Natasha: Yeah, absolutely. So as of this month, we have one story tagged with the climate-related transition risk scenario. In April 2022, the SEC charged the Brazilian mining company Vale with misleading investors in the USA. Between 2016 and 2018, Vale had falsely stated that its dams had been audited to address previous issues. However, the Brumadinho dam collapsed in January 2019, which killed about 300 people and caused vast environmental and social damage.

This event did not happen to a financial firm. However, ORX News decided to cover it as an interesting and early example of climate-related transition risk, specifically relating to the risks of misleading new investors about a firm's environmental risk management.

John: Thanks. And you mentioned social damage there Natasha, which brings us onto the topic of environmental, social and governance risk and reporting. ESG is a fast-moving area and ORX is working in this space in 2022 to understand member requirements. Is there any other work ORX News is doing to support subscribers in the ESG space?

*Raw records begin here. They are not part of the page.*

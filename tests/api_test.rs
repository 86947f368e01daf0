//! HTTP API 통합 테스트
//!
//! 서버를 띄우지 않고 `Router`를 `tower::ServiceExt::oneshot`으로 직접 호출합니다.

mod common;

use axum::{
    body::Body,
    http::{header, Method, Request, StatusCode},
    Router,
};
use chrono::{Duration, Utc};
use jsonwebtoken::{encode, EncodingKey, Header};
use serde_json::{json, Value};
use tower::ServiceExt;

use rollcall::routes::{self, AppState};

use common::{setup, TestEnv, JWT_SECRET};

fn app(env: &TestEnv) -> Router {
    let state = AppState::with_capabilities(
        env.pool.clone(),
        &env.config(),
        env.clock.clone(),
        env.tokens.clone(),
    );
    routes::router(state)
}

fn bearer(user_id: &str, role: &str) -> String {
    let now = Utc::now();
    let claims = json!({
        "sub": user_id,
        "role": role,
        "iat": now.timestamp(),
        "exp": (now + Duration::minutes(15)).timestamp(),
    });
    let token = encode(
        &Header::default(),
        &claims,
        &EncodingKey::from_secret(JWT_SECRET.as_bytes()),
    )
    .unwrap();
    format!("Bearer {}", token)
}

async fn call(
    app: &Router,
    method: Method,
    uri: &str,
    auth: Option<&str>,
    body: Option<Value>,
) -> (StatusCode, Value) {
    let mut builder = Request::builder().method(method).uri(uri);
    if let Some(auth) = auth {
        builder = builder.header(header::AUTHORIZATION, auth);
    }
    let request = match body {
        Some(body) => builder
            .header(header::CONTENT_TYPE, "application/json")
            .body(Body::from(body.to_string()))
            .unwrap(),
        None => builder.body(Body::empty()).unwrap(),
    };

    let response = app.clone().oneshot(request).await.unwrap();
    let status = response.status();
    let bytes = axum::body::to_bytes(response.into_body(), usize::MAX)
        .await
        .unwrap();
    let value = if bytes.is_empty() {
        Value::Null
    } else {
        serde_json::from_slice(&bytes).unwrap()
    };
    (status, value)
}

/// 교사가 세션을 열고 학생 0이 등록된 상태를 만듭니다. 세션 토큰을 반환합니다.
async fn open_class(env: &TestEnv, app: &Router) -> (String, String) {
    let teacher = bearer(&env.teacher.id, "teacher");
    let student = bearer(env.student(0), "student");

    let (status, _) = call(
        app,
        Method::POST,
        &format!("/api/v1/classes/{}/enrollments", env.class.id),
        Some(&student),
        Some(json!({})),
    )
    .await;
    assert_eq!(status, StatusCode::CREATED);

    let (status, session) = call(
        app,
        Method::POST,
        &format!("/api/v1/classes/{}/sessions", env.class.id),
        Some(&teacher),
        Some(json!({ "duration_minutes": 10 })),
    )
    .await;
    assert_eq!(status, StatusCode::CREATED);

    (
        session["id"].as_str().unwrap().to_string(),
        session["session_token"].as_str().unwrap().to_string(),
    )
}

#[tokio::test]
async fn health_check_reports_database() {
    let env = setup().await;
    let app = app(&env);

    let (status, body) = call(&app, Method::GET, "/api/v1/health", None, None).await;
    assert_eq!(status, StatusCode::OK);
    assert_eq!(body["database"], "ok");
}

#[tokio::test]
async fn requests_without_token_are_unauthorized() {
    let env = setup().await;
    let app = app(&env);

    let (status, body) = call(
        &app,
        Method::POST,
        "/api/v1/attendance",
        None,
        Some(json!({ "session_token": "x", "location": { "latitude": 0.0, "longitude": 0.0 } })),
    )
    .await;
    assert_eq!(status, StatusCode::UNAUTHORIZED);
    assert_eq!(body["error"]["code"], "missing_token");
}

#[tokio::test]
async fn full_check_in_flow() {
    let env = setup().await;
    let app = app(&env);
    let (session_id, token) = open_class(&env, &app).await;
    let student = bearer(env.student(0), "student");
    let teacher = bearer(&env.teacher.id, "teacher");

    let (status, share) = call(
        &app,
        Method::GET,
        &format!("/api/v1/sessions/{}/share", session_id),
        Some(&teacher),
        None,
    )
    .await;
    assert_eq!(status, StatusCode::OK);
    assert_eq!(share["session_token"], token.as_str());
    assert_eq!(share["class_name"], "Distributed Systems");

    let (status, body) = call(
        &app,
        Method::POST,
        "/api/v1/attendance",
        Some(&student),
        Some(json!({
            "session_token": token,
            "location": { "lat": 40.7129, "lng": -74.0061 }
        })),
    )
    .await;
    assert_eq!(status, StatusCode::CREATED);
    assert_eq!(body["success"], true);
    assert!(body["distance"].as_f64().unwrap() < 50.0);

    let (status, body) = call(
        &app,
        Method::POST,
        "/api/v1/attendance",
        Some(&student),
        Some(json!({
            "session_token": token,
            "location": { "latitude": 40.7129, "longitude": -74.0061 }
        })),
    )
    .await;
    assert_eq!(status, StatusCode::OK);
    assert_eq!(body["success"], false);
    assert_eq!(body["error_kind"], "duplicate_attendance");

    let (status, body) = call(
        &app,
        Method::GET,
        &format!("/api/v1/sessions/{}/attendance", session_id),
        Some(&teacher),
        None,
    )
    .await;
    assert_eq!(status, StatusCode::OK);
    assert_eq!(body["records"].as_array().unwrap().len(), 1);

    let (status, body) = call(
        &app,
        Method::GET,
        &format!("/api/v1/classes/{}/attendance-rate", env.class.id),
        Some(&teacher),
        None,
    )
    .await;
    assert_eq!(status, StatusCode::OK);
    assert_eq!(body["records"], 1);
    assert_eq!(body["enrolled"], 1);
}

#[tokio::test]
async fn out_of_range_reports_distance() {
    let env = setup().await;
    let app = app(&env);
    let (_, token) = open_class(&env, &app).await;
    let student = bearer(env.student(0), "student");

    let (status, body) = call(
        &app,
        Method::POST,
        "/api/v1/attendance",
        Some(&student),
        Some(json!({
            "session_token": token,
            "location": { "latitude": 34.0522, "longitude": -118.2437 }
        })),
    )
    .await;
    assert_eq!(status, StatusCode::UNPROCESSABLE_ENTITY);
    assert_eq!(body["success"], false);
    assert_eq!(body["error_kind"], "out_of_range");
    assert!(body["distance"].as_f64().unwrap() > 3_900_000.0);
}

#[tokio::test]
async fn client_radius_cannot_widen_the_geofence() {
    let env = setup().await;
    let app = app(&env);
    let (_, token) = open_class(&env, &app).await;
    let student = bearer(env.student(0), "student");

    // 교실에서 약 110m
    let (status, body) = call(
        &app,
        Method::POST,
        "/api/v1/attendance",
        Some(&student),
        Some(json!({
            "session_token": token,
            "location": { "latitude": 40.7138, "longitude": -74.0060 },
            "max_distance_meters": 10000.0
        })),
    )
    .await;
    assert_eq!(status, StatusCode::UNPROCESSABLE_ENTITY);
    assert_eq!(body["error_kind"], "out_of_range");
}

#[tokio::test]
async fn expired_session_is_gone() {
    let env = setup().await;
    let app = app(&env);
    let (_, token) = open_class(&env, &app).await;
    let student = bearer(env.student(0), "student");

    env.clock.advance(Duration::minutes(11));

    let (status, body) = call(
        &app,
        Method::POST,
        "/api/v1/attendance",
        Some(&student),
        Some(json!({
            "session_token": token,
            "location": { "latitude": 40.7128, "longitude": -74.0060 }
        })),
    )
    .await;
    assert_eq!(status, StatusCode::GONE);
    assert_eq!(body["error_kind"], "session_expired");
}

#[tokio::test]
async fn students_cannot_manage_sessions() {
    let env = setup().await;
    let app = app(&env);
    let student = bearer(env.student(0), "student");

    let (status, body) = call(
        &app,
        Method::POST,
        &format!("/api/v1/classes/{}/sessions", env.class.id),
        Some(&student),
        Some(json!({})),
    )
    .await;
    assert_eq!(status, StatusCode::FORBIDDEN);
    assert_eq!(body["error"]["code"], "forbidden");
}

#[tokio::test]
async fn teachers_only_manage_their_own_classes() {
    let env = setup().await;
    let app = app(&env);
    let stranger = env.user("Han", rollcall::models::Role::Teacher).await;
    let stranger = bearer(&stranger.id, "teacher");

    let (status, _) = call(
        &app,
        Method::POST,
        &format!("/api/v1/classes/{}/sessions", env.class.id),
        Some(&stranger),
        Some(json!({})),
    )
    .await;
    assert_eq!(status, StatusCode::FORBIDDEN);

    let admin = bearer("admin-1", "admin");
    let (status, body) = call(
        &app,
        Method::POST,
        &format!("/api/v1/classes/{}/sessions", env.class.id),
        Some(&admin),
        Some(json!({})),
    )
    .await;
    assert_eq!(status, StatusCode::CREATED);
    assert_eq!(body["is_active"], true);
}

#[tokio::test]
async fn extend_and_deactivate_session() {
    let env = setup().await;
    let app = app(&env);
    let (session_id, _) = open_class(&env, &app).await;
    let teacher = bearer(&env.teacher.id, "teacher");

    let (status, _) = call(
        &app,
        Method::POST,
        &format!("/api/v1/sessions/{}/extend", session_id),
        Some(&teacher),
        Some(json!({ "minutes": 5 })),
    )
    .await;
    assert_eq!(status, StatusCode::OK);

    let (status, body) = call(
        &app,
        Method::POST,
        &format!("/api/v1/sessions/{}/deactivate", session_id),
        Some(&teacher),
        None,
    )
    .await;
    assert_eq!(status, StatusCode::OK);
    assert_eq!(body["is_active"], false);

    let (status, body) = call(
        &app,
        Method::POST,
        &format!("/api/v1/sessions/{}/extend", session_id),
        Some(&teacher),
        Some(json!({ "minutes": 5 })),
    )
    .await;
    assert_eq!(status, StatusCode::CONFLICT);
    assert_eq!(body["error"]["code"], "expired_session");

    let (status, _) = call(
        &app,
        Method::GET,
        &format!("/api/v1/classes/{}/sessions/active", env.class.id),
        Some(&teacher),
        None,
    )
    .await;
    assert_eq!(status, StatusCode::NOT_FOUND);
}

#[tokio::test]
async fn oversized_session_lengths_are_bad_requests() {
    let env = setup().await;
    let app = app(&env);
    let teacher = bearer(&env.teacher.id, "teacher");

    let (status, body) = call(
        &app,
        Method::POST,
        &format!("/api/v1/classes/{}/sessions", env.class.id),
        Some(&teacher),
        Some(json!({ "duration_minutes": i64::MAX / 2 })),
    )
    .await;
    assert_eq!(status, StatusCode::BAD_REQUEST);
    assert_eq!(body["error"]["code"], "bad_request");
    assert_eq!(body["error"]["retryable"], false);

    let (session_id, _) = open_class(&env, &app).await;
    let (status, body) = call(
        &app,
        Method::POST,
        &format!("/api/v1/sessions/{}/extend", session_id),
        Some(&teacher),
        Some(json!({ "minutes": 10_000_000_000i64 })),
    )
    .await;
    assert_eq!(status, StatusCode::BAD_REQUEST);
    assert_eq!(body["error"]["code"], "bad_request");

    let (status, body) = call(
        &app,
        Method::GET,
        &format!("/api/v1/classes/{}/sessions/active", env.class.id),
        Some(&teacher),
        None,
    )
    .await;
    assert_eq!(status, StatusCode::OK);
    assert_eq!(body["id"], session_id.as_str());
}

#[tokio::test]
async fn enrollment_endpoints() {
    let env = setup().await;
    let app = app(&env);
    let teacher = bearer(&env.teacher.id, "teacher");
    let student = bearer(env.student(1), "student");

    let (status, _) = call(
        &app,
        Method::POST,
        &format!("/api/v1/classes/{}/enrollments", env.class.id),
        Some(&teacher),
        Some(json!({ "student_id": env.student(1) })),
    )
    .await;
    assert_eq!(status, StatusCode::CREATED);

    let (status, body) = call(
        &app,
        Method::POST,
        &format!("/api/v1/classes/{}/enrollments", env.class.id),
        Some(&student),
        Some(json!({})),
    )
    .await;
    assert_eq!(status, StatusCode::CONFLICT);
    assert_eq!(body["error"]["code"], "already_enrolled");

    // 학생은 다른 학생을 등록할 수 없습니다.
    let (status, _) = call(
        &app,
        Method::POST,
        &format!("/api/v1/classes/{}/enrollments", env.class.id),
        Some(&student),
        Some(json!({ "student_id": env.student(2) })),
    )
    .await;
    assert_eq!(status, StatusCode::FORBIDDEN);

    let (status, body) = call(
        &app,
        Method::GET,
        &format!(
            "/api/v1/enrollments/check?student_id={}&class_id={}",
            env.student(1),
            env.class.id
        ),
        Some(&student),
        None,
    )
    .await;
    assert_eq!(status, StatusCode::OK);
    assert_eq!(body["enrolled"], true);

    let (status, _) = call(
        &app,
        Method::DELETE,
        &format!("/api/v1/classes/{}/enrollments/{}", env.class.id, env.student(1)),
        Some(&student),
        None,
    )
    .await;
    assert_eq!(status, StatusCode::OK);

    let (status, body) = call(
        &app,
        Method::GET,
        &format!("/api/v1/classes/{}/enrollments/count", env.class.id),
        Some(&teacher),
        None,
    )
    .await;
    assert_eq!(status, StatusCode::OK);
    assert_eq!(body["count"], 0);

    let (status, body) = call(
        &app,
        Method::GET,
        &format!(
            "/api/v1/classes/{}/enrollments/count?include_inactive=true",
            env.class.id
        ),
        Some(&teacher),
        None,
    )
    .await;
    assert_eq!(status, StatusCode::OK);
    assert_eq!(body["count"], 1);

    let (status, body) = call(
        &app,
        Method::POST,
        &format!(
            "/api/v1/classes/{}/enrollments/{}/reactivate",
            env.class.id,
            env.student(1)
        ),
        Some(&teacher),
        None,
    )
    .await;
    assert_eq!(status, StatusCode::OK);
    assert_eq!(body["is_active"], true);
}

#[tokio::test]
async fn students_only_see_their_own_history() {
    let env = setup().await;
    let app = app(&env);
    let own = bearer(env.student(0), "student");

    let (status, body) = call(
        &app,
        Method::GET,
        &format!("/api/v1/students/{}/attendance", env.student(0)),
        Some(&own),
        None,
    )
    .await;
    assert_eq!(status, StatusCode::OK);
    assert!(body["records"].as_array().unwrap().is_empty());

    let (status, _) = call(
        &app,
        Method::GET,
        &format!("/api/v1/students/{}/attendance", env.student(1)),
        Some(&own),
        None,
    )
    .await;
    assert_eq!(status, StatusCode::FORBIDDEN);

    let (status, _) = call(
        &app,
        Method::GET,
        &format!("/api/v1/classes/{}/stats", env.class.id),
        Some(&own),
        None,
    )
    .await;
    assert_eq!(status, StatusCode::FORBIDDEN);
}

#[tokio::test]
async fn inverted_date_range_is_a_bad_request() {
    let env = setup().await;
    let app = app(&env);
    let teacher = bearer(&env.teacher.id, "teacher");

    let (status, body) = call(
        &app,
        Method::GET,
        &format!(
            "/api/v1/classes/{}/attendance?start=2026-10-02T00:00:00Z&end=2026-10-01T00:00:00Z",
            env.class.id
        ),
        Some(&teacher),
        None,
    )
    .await;
    assert_eq!(status, StatusCode::BAD_REQUEST);
    assert_eq!(body["error"]["code"], "bad_request");
}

Natasha: Yes. So we have a couple of pieces. ORX News has published editorial content on heightened climate-related risks that currently fall outside of the ORX News reporting thresholds, but that are still pertinent to firms. So for example, the team published an In-Focus piece on ESG, which discusses the 2021 greenwashing case between the US Department of Justice and Deutsche Bank.

And lastly, ORX News has started to publish ESG-related stories as they emerge. For example, in May this year, the SEC announced its first fine for ESG-related violations against BNY Mellon. The bank agreed to pay $1.5 million for misrepresenting the extent to which it applied ESG principles when making investment decisions between 2018 and 2021.

In short, it was not a requirement that all investments in certain funds had to be researched by its ESG team prior to investment. And in total, almost 40% of certain fund investments lacked an ESG quality review score. This and other ESG related stories are discussed during last month's episode of the ORX podcast.

John: Thank you very much. That's actually some good examples of what ORX News is seeing in the publicly reported events. I'll now hand over to Esther, who will summarise what ORX is doing in this space.

Esther: Thanks, John. So as you've just heard, climate is a major focus for risk managers across the globe. And given both the environmental changes we are witnessing and the understandable regulatory focus and societal response, organisations have been grappling with how to integrate climate into their management approach. As a result, and with discussions with our members ORX is helping to address this challenge during 2022 and beyond.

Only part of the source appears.